Originally published on YOGANONYMOUS — May 24, 2016
Yoga, in general, does not tend to collide with things. Rather, it has a way of harmoniously working together in conjunction with other things.
Take rage yoga, SUP yoga, and even beer yoga, for instance... The connection—the correlation—almost feels like it was already there, it was kismet, just waiting to be happened upon. So, it's really no wonder that art and yoga have come together in a new (and exceptionally visually inspiring) way.
As a means to unite the world of art with yogis, museum yoga was born.
Of course, it's not difficult to see why the two are a match made in heaven, nor is it difficult to find the ways in which yoga and art meld together—especially in movement. Much like an artist's brush flows against a canvas, or a sculptor's hands intrinsically move across clay, we go through the same creative motions on our mats. While we may not create physical, material artwork, the metaphysical work thats being done is no less transcendent, or beautiful.
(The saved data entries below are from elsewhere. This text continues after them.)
//! # TokenRS
//!
//! 一个多 token 的 OTP 认证引擎。
//!
//! ## 功能特性
//!
//! - **Token 类型**: HOTP、TOTP、静态密码、仅 PIN、Email challenge
//! - **多 token 匹配**: 用一个凭据同时验证用户的所有 token，并选出唯一有效的一个
//! - **Challenge-Response**: 只提交 PIN 时触发 challenge，随后用事务 ID 应答
//! - **失败计数**: 锁定、超时自动清除、认证次数上限与有效期
//! - **自动分配**: 没有 token 的用户可以用 OTP 加目录密码领取一个未分配的 token
//! - **序列号生成**: 按类型前缀生成唯一序列号
//! - **审计日志**: 每次认证恰好一条安全事件
//!
//! ## 认证示例
//!
//! ```rust
//! use std::sync::Arc;
//! use tokenrs::{
//!     AuthOptions, AuthResult, AuthenticationService, EngineConfig, InMemoryTokenStore, Token,
//!     TokenStore, TokenTypeRegistry, UserRef,
//! };
//!
//! let store = Arc::new(InMemoryTokenStore::new());
//! store
//!     .insert(
//!         Token::new("OATH0001", "hotp")
//!             .with_owner("alice", "corp")
//!             .with_otp_key(b"12345678901234567890")
//!             .with_pin("1234")
//!             .unwrap(),
//!     )
//!     .unwrap();
//!
//! let service = AuthenticationService::new(
//!     store,
//!     Arc::new(TokenTypeRegistry::with_defaults()),
//!     EngineConfig::default(),
//! )
//! .unwrap();
//!
//! let alice = UserRef::new("alice", "corp", "default");
//! let result = service
//!     .authenticate(Some(&alice), None, "1234755224", &AuthOptions::default())
//!     .unwrap();
//! assert!(result.is_success());
//! ```
//!
//! ## 审计示例
//!
//! ```rust
//! use std::sync::Arc;
//! use tokenrs::audit::{EventType, InMemoryAuditLogger};
//! use tokenrs::{
//!     AuthOptions, AuthenticationService, EngineConfig, InMemoryTokenStore, Token,
//!     TokenTypeRegistry, UserRef,
//! };
//!
//! let store = InMemoryTokenStore::with_tokens([Token::new("OATH0001", "hotp")
//!     .with_owner("alice", "corp")
//!     .with_otp_key(b"12345678901234567890")]);
//! let audit = InMemoryAuditLogger::new();
//!
//! let service = AuthenticationService::new(
//!     Arc::new(store),
//!     Arc::new(TokenTypeRegistry::with_defaults()),
//!     EngineConfig::default(),
//! )
//! .unwrap()
//! .with_audit_logger(Arc::new(audit.clone()));
//!
//! let alice = UserRef::new("alice", "corp", "default");
//! service
//!     .authenticate(Some(&alice), None, "000000", &AuthOptions::default())
//!     .unwrap();
//!
//! let event = audit.last_event().unwrap();
//! assert_eq!(event.event_type, EventType::TokenAuthFailed);
//! assert_eq!(event.user_id.as_deref(), Some("alice"));
//! ```

pub mod audit;
pub mod config;
pub mod directory;
pub mod engine;
pub mod error;
pub mod password;
pub mod policy;
pub mod random;
pub mod serial;
pub mod store;
pub mod token;

pub use error::{Error, Result};

// ============================================================================
// 认证引擎导出
// ============================================================================

pub use engine::{
    AuditSummary, AuthOptions, AuthReport, AuthResult, AuthenticationService, Challenge,
    ChallengeRegistry, VerificationOutcome,
};

// ============================================================================
// Token 相关导出
// ============================================================================

pub use token::{Token, TokenBehavior, TokenOwner, TokenTypeRegistry};

// ============================================================================
// 存储与协作者导出
// ============================================================================

pub use config::EngineConfig;
pub use directory::{DirectoryAuthenticator, InMemoryDirectory, UserRef};
pub use policy::{PinPolicy, PolicyProvider, RealmPolicy, StaticPolicy};
pub use serial::SerialGenerator;
pub use store::{CounterUpdate, InMemoryTokenStore, TokenStore};

// ============================================================================
// 密码与随机数导出
// ============================================================================

pub use password::{PasswordHasher, hash_password, verify_password};
pub use random::{constant_time_compare, constant_time_compare_str, generate_random_bytes};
In 2014 at the famed Museum of Modern Art, hundreds of yogis flocked to the sculpture garden for practice. Yoga teacher Elena Brower explained to abc7NY how the presence of art affects the yoga class: “The art that surrounds us, the intention that surrounds us, absolutely informs the practice.”
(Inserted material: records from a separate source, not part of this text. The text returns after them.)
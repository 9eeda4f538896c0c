//! Token 类型
//!
//! 每种 token 类型实现 [`TokenBehavior`]，按类型名称注册到
//! [`TokenTypeRegistry`] 中，由引擎在运行时按 `token_type` 分派。
//!
//! ## 内置类型
//!
//! | 类型 | 说明 | 序列号前缀 |
//! |---|---|---|
//! | `hotp` | 基于计数器的 OTP (RFC 4226) | `OATH` |
//! | `totp` | 基于时间的 OTP (RFC 6238) | `TOTP` |
//! | `pw` | 静态密码 | `PW` |
//! | `spass` | 仅 PIN | `PISP` |
//! | `email` | 先触发 challenge，再用 HOTP 值应答 | `PIEM` |
//!
//! ## 示例
//!
//! ```rust
//! use tokenrs::token::types::TokenTypeRegistry;
//!
//! let registry = TokenTypeRegistry::with_defaults();
//! assert!(registry.contains("hotp"));
//! assert_eq!(registry.get("totp").unwrap().serial_prefix(), "TOTP");
//! ```

pub mod email;
pub mod hotp;
pub mod password;
pub mod spass;
pub mod totp;

pub use email::EmailToken;
pub use hotp::HotpToken;
pub use password::PasswordToken;
pub use spass::SimplePassToken;
pub use totp::TotpToken;

use chrono::{DateTime, Utc};
use std::collections::BTreeMap;
use std::fmt;
use std::sync::Arc;

use crate::error::Result;
use crate::token::Token;

/// Token 类型的能力集合
#[derive(Debug, Clone, Copy, Default, PartialEq, Eq)]
pub struct Capabilities {
    /// 支持 challenge-response
    pub challenge: bool,
    /// 基于计数器
    pub counter: bool,
    /// 基于时间
    pub time: bool,
}

/// Token 类型的验证行为
pub trait TokenBehavior: Send + Sync + fmt::Debug {
    /// 类型名称（小写）
    fn type_name(&self) -> &'static str;

    /// 新序列号使用的前缀
    fn serial_prefix(&self) -> &'static str;

    /// 能力集合
    fn capabilities(&self) -> Capabilities;

    /// 将凭据拆分为 `(pin, otp)`
    ///
    /// 默认按 token 的 OTP 长度拆分，`prepend_pin` 决定 PIN 在前还是在后。
    fn split(&self, token: &Token, credential: &str, prepend_pin: bool) -> (String, String) {
        split_pin_otp(credential, token.otp_length, prepend_pin)
    }

    /// 检查 OTP 值，返回匹配的计数器
    ///
    /// 实现不得修改 token。
    fn check_otp(&self, token: &Token, otp: &str, now: DateTime<Utc>) -> Result<Option<u64>>;

    /// 在同步窗口内查找 OTP 值（自动分配使用），不消费计数器
    fn lookup_otp(&self, token: &Token, otp: &str, now: DateTime<Utc>) -> Result<Option<u64>> {
        self.check_otp(token, otp, now)
    }

    /// 完整凭据是否应被视为 challenge 请求
    ///
    /// `pin_matched` 表示整个凭据与 token PIN 相符。
    fn is_challenge_request(&self, _token: &Token, _pin_matched: bool) -> bool {
        false
    }
}

/// 按 OTP 长度拆分凭据
///
/// 凭据短于 OTP 长度时，PIN 为空，整个凭据作为 OTP。
pub fn split_pin_otp(credential: &str, otp_length: usize, prepend_pin: bool) -> (String, String) {
    let char_count = credential.chars().count();
    if char_count <= otp_length {
        return (String::new(), credential.to_string());
    }

    let pin_chars = if prepend_pin {
        char_count - otp_length
    } else {
        otp_length
    };
    let boundary = credential
        .char_indices()
        .nth(pin_chars)
        .map(|(idx, _)| idx)
        .unwrap_or(credential.len());
    let (head, tail) = credential.split_at(boundary);

    if prepend_pin {
        (head.to_string(), tail.to_string())
    } else {
        (tail.to_string(), head.to_string())
    }
}

/// Token 类型注册表
///
/// 在启动时显式构造并传入引擎。
#[derive(Clone, Default)]
pub struct TokenTypeRegistry {
    behaviors: BTreeMap<String, Arc<dyn TokenBehavior>>,
}

impl fmt::Debug for TokenTypeRegistry {
    fn fmt(&self, f: &mut fmt::Formatter<'_>) -> fmt::Result {
        f.debug_struct("TokenTypeRegistry")
            .field("types", &self.behaviors.keys().collect::<Vec<_>>())
            .finish()
    }
}

impl TokenTypeRegistry {
    /// 创建空的注册表
    pub fn new() -> Self {
        Self::default()
    }

    /// 创建包含所有内置类型的注册表
    pub fn with_defaults() -> Self {
        let mut registry = Self::new();
        registry.register(Arc::new(HotpToken));
        registry.register(Arc::new(TotpToken));
        registry.register(Arc::new(PasswordToken));
        registry.register(Arc::new(SimplePassToken));
        registry.register(Arc::new(EmailToken));
        registry
    }

    /// 注册一个类型，同名类型会被替换
    pub fn register(&mut self, behavior: Arc<dyn TokenBehavior>) {
        self.behaviors
            .insert(behavior.type_name().to_ascii_lowercase(), behavior);
    }

    /// 获取类型
    pub fn get(&self, type_name: &str) -> Option<Arc<dyn TokenBehavior>> {
        self.behaviors
            .get(&type_name.to_ascii_lowercase())
            .map(Arc::clone)
    }

    /// 是否包含类型
    pub fn contains(&self, type_name: &str) -> bool {
        self.behaviors.contains_key(&type_name.to_ascii_lowercase())
    }

    /// 所有已注册的类型名称
    pub fn type_names(&self) -> impl Iterator<Item = &str> {
        self.behaviors.keys().map(String::as_str)
    }
}

#[cfg(test)]
mod tests {
    use super::*;

    #[test]
    fn test_split_prepend_pin() {
        assert_eq!(
            split_pin_otp("1234755224", 6, true),
            ("1234".to_string(), "755224".to_string())
        );
    }

    #[test]
    fn test_split_append_pin() {
        assert_eq!(
            split_pin_otp("7552241234", 6, false),
            ("1234".to_string(), "755224".to_string())
        );
    }

    #[test]
    fn test_split_short_credential() {
        assert_eq!(
            split_pin_otp("1234", 6, true),
            (String::new(), "1234".to_string())
        );
    }

    #[test]
    fn test_split_multibyte_pin() {
        assert_eq!(
            split_pin_otp("密码755224", 6, true),
            ("密码".to_string(), "755224".to_string())
        );
    }

    #[test]
    fn test_registry_defaults() {
        let registry = TokenTypeRegistry::with_defaults();
        let names: Vec<&str> = registry.type_names().collect();
        assert_eq!(names, vec!["email", "hotp", "pw", "spass", "totp"]);
        assert!(registry.contains("HOTP"));
        assert!(!registry.contains("ocra"));
    }

    #[test]
    fn test_registry_is_explicit() {
        let mut registry = TokenTypeRegistry::new();
        assert!(registry.get("hotp").is_none());

        registry.register(Arc::new(HotpToken));
        assert_eq!(registry.get("hotp").unwrap().type_name(), "hotp");
    }
}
Pairing yoga and art museums is not necessarily something new to the States, but to those “down under” it's a trend that's starting to gain traction. According to ArtsHub: “Sydney Opera House and the Museum of Contemporary Art Australia have captured on to the trend.”
A common thread between yoga classes offered in museums in the States and yoga in museums abroad? Both look to create artistic themes for the yoga classes, allowing yogis to get deeper into the world of art while also getting deeper into their practice.
The Asian Art Museum in San Francisco found that yoga classes amongst the art were as educational as they were spiritually enlightening. As Allison Wyckoff of the Asian Art Museum told Yoga Journal:
“Some of our most successful programs are more spiritual, meditative programs, we have an incredible collection for that... We wanted to offer a yoga class to really get people thinking about the connection between our collection and this time-honored practice.”
If you're looking for inspiration and a way to rejuvenate the body, mind, and spirit, perhaps try interweaving art—and artistic influences—into your yoga practice.